* _AIM OF THE TASK_: Copy out every line of the listing in which "String" appears.

* _EXERCISE DATA_:
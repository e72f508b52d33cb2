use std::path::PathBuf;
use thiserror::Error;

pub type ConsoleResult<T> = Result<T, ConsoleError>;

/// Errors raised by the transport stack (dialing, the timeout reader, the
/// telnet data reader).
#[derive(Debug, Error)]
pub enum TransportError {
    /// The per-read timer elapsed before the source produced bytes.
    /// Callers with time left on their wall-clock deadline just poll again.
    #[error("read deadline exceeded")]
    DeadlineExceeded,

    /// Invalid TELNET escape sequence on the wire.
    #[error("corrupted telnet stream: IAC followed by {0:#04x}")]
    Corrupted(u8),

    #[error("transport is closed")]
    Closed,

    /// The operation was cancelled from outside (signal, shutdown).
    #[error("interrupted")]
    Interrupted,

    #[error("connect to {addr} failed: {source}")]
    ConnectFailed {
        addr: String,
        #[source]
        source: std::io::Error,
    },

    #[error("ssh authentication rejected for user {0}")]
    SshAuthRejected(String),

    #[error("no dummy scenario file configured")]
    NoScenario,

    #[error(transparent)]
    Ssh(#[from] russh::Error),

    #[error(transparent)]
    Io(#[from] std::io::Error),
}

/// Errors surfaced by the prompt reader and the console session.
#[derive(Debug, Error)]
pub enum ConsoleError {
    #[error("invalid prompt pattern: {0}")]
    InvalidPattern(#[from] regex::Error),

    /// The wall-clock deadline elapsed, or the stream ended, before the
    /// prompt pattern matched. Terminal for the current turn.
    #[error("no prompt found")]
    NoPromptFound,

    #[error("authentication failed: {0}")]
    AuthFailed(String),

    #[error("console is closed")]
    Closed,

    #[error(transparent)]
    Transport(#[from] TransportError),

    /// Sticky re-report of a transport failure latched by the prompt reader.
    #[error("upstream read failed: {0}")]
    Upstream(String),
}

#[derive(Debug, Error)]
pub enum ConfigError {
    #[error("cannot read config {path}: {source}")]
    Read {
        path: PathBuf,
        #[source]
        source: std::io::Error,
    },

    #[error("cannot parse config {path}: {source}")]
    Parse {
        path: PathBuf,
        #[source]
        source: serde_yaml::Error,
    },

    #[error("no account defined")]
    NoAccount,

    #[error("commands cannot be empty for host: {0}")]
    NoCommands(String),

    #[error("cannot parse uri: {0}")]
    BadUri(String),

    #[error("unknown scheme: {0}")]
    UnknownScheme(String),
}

* _ANSWER BELOW_:
        addr: String,
    SshAuthRejected(String),
    AuthFailed(String),
    Upstream(String),
    NoCommands(String),
    BadUri(String),
    UnknownScheme(String),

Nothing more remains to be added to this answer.